Thursday, November 20, 2008

11/20/08 The Bicycle Thief

I think I said some months ago now that I was really tired of the Dow Jones Industrial Average making the front page every day. I'm really, really, REALLY tired of it now!

We watched a movie a few nights ago that haunts me. It was an Italian movie called "Ladri di biciclette," (The Bicycle Thief) made in 1948, set in the post-WWII depression that Italy suffered. A desperate father gets a rare job hanging posters, but he must have a bicycle to do the job -- his wife hocks the family's sheets to trade for their pawned bicycle -- and on the first day of his life-saving job, his bicycle is stolen.

It both comforts and alarms me. The throngs of unemployed, the scrabbling, the desperation of the father whose whole life hinges on finding his bicycle. It's a reminder that we're nowhere close to being that bad off. But it's also a reminder that seriously bad times have happened in living memory. 1948 looks like ancient history, but I was born only 15 years later. (OK, OK, so my birth is ancient history now too, I get it.)

The movie is supposed to be one of the best Italian movies ever made, and indeed, it meets my measure for a great movie: I keep thinking about it.

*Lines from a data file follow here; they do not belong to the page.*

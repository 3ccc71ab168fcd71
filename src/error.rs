//! Common error types for the gateway and its services

use axum::{
    http::StatusCode,
    response::{IntoResponse, Response},
};
use thiserror::Error;

/// Application-wide error type
///
/// Transport failures of outbound calls are deliberately absent: they are
/// carried as values inside [`crate::backend::CallResult`].
#[derive(Error, Debug)]
pub enum AppError {
    #[error("Configuration error: {0}")]
    Config(#[from] ::config::ConfigError),

    #[error("IO error: {0}")]
    Io(#[from] std::io::Error),

    #[error("HTTP client error: {0}")]
    HttpClient(#[from] reqwest::Error),

    #[error("Cannot resolve {0}")]
    Resolve(String),

    #[error("Downstream failure: {0}")]
    Downstream(String),

    #[error("Workload failed: {0}")]
    Workload(String),

    #[error("Internal error: {0}")]
    Internal(String),
}

impl AppError {
    /// Shorthand for a configuration validation failure
    pub fn invalid_config(message: impl Into<String>) -> Self {
        AppError::Config(::config::ConfigError::Message(message.into()))
    }
}

impl IntoResponse for AppError {
    fn into_response(self) -> Response {
        let status = match &self {
            AppError::Config(_) => StatusCode::INTERNAL_SERVER_ERROR,
            AppError::Io(_) => StatusCode::INTERNAL_SERVER_ERROR,
            AppError::HttpClient(_) => StatusCode::BAD_GATEWAY,
            AppError::Resolve(_) => StatusCode::BAD_GATEWAY,
            AppError::Downstream(_) => StatusCode::BAD_GATEWAY,
            AppError::Workload(_) => StatusCode::INTERNAL_SERVER_ERROR,
            AppError::Internal(_) => StatusCode::INTERNAL_SERVER_ERROR,
        };

        (status, format!("{}\n", self)).into_response()
    }
}

/// Result type alias for convenience
pub type Result<T> = std::result::Result<T, AppError>;
//! Target resolution: logical backend name to callable base URL

use reqwest::Url;
use std::collections::HashMap;

use crate::backend::traits::BackendTarget;
use crate::error::{AppError, Result};

/// Maps a [`BackendTarget`] to the URL an outbound call is sent to.
///
/// Called once per outbound call. Implementations must not cache socket
/// addresses; host names are handed to the connector as-is.
pub trait TargetResolver: Send + Sync {
    fn resolve(&self, target: &BackendTarget) -> Result<Url>;
}

/// Plain `http://name:port/` addressing, left to the OS resolver
#[derive(Debug, Clone, Default)]
pub struct DnsResolver;

impl TargetResolver for DnsResolver {
    fn resolve(&self, target: &BackendTarget) -> Result<Url> {
        let raw = format!("http://{}:{}/", target.name, target.port);
        Url::parse(&raw).map_err(|e| AppError::Resolve(format!("{}: {}", target, e)))
    }
}

/// Fixed name to base URL overrides, falling back to [`DnsResolver`]
///
/// Used to run the topology on one host, or to point targets at fake
/// backends in tests.
#[derive(Debug, Clone, Default)]
pub struct StaticResolver {
    overrides: HashMap<String, String>,
    fallback: DnsResolver,
}

impl StaticResolver {
    pub fn new(overrides: HashMap<String, String>) -> Self {
        Self {
            overrides,
            fallback: DnsResolver,
        }
    }

    /// Add or replace one override
    pub fn with_override(mut self, name: impl Into<String>, base_url: impl Into<String>) -> Self {
        self.overrides.insert(name.into(), base_url.into());
        self
    }
}

impl TargetResolver for StaticResolver {
    fn resolve(&self, target: &BackendTarget) -> Result<Url> {
        match self.overrides.get(&target.name) {
            Some(base_url) => Url::parse(base_url)
                .map_err(|e| AppError::Resolve(format!("{} -> {}: {}", target, base_url, e))),
            None => self.fallback.resolve(target),
        }
    }
}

One of the absolute worst things in the movie, to me, wasn't even intended to be that bad a thing. The first day of the father's new job, he drops his son off before dawn -- at work. The boy cheerfully starts setting things up at an Esso station. Then when the Dad is late picking him up (since his bicycle was stolen), the boy complains, "Dad, you're late, it's 7:30!" Half an hour late to pick up his BOY from WORK after TWELVE HOURS!!. The kid can't be more than 7 years old! And that was normal!

If we lose everything and I have to grow food myself in our yard, I'll do it to keep my children from working. That's horrible. But that could never happen now, right? That was all decades ago. Yet I just heard a news report on NPR a few days ago about children in Brazil whose parents have no choice but to pull them out of school and send them to work in the sugar cane fields. (Brazil is the world's biggest agricultural producer of bio-fuels, and this report was about the human cost of that distinction.) The working conditions in sugar fields makes a gas station look like a cruise ship. It still happens around the world. But to us? In Silicon Valley? Not likely -- but lots of things have happened that I'd have scoffed at a few weeks ago.

Despite my unease, it helps give me genuine appreciation for what could really go wrong. Last summer, I was worried about gas prices. That seems like nothing now! But, truly the worst thing that could happen is for one of children, or us, to get seriously ill. Then looking back on being on the brink of the next Great Depression might seem like nothing.

Happily, the only health issue around here is Katrina's new bout with hives. This morning, another one on her leg just after she woke up, probably where she'd been lying down on it.

It started subsiding right away, and she didn't have any more all day. She'll probably have another tomorrow morning, and it could go on for days, even weeks. Just one of those things.

It's so corny, but having boisterous healthy children around really does pull you back into the present and equalize your perspective on life.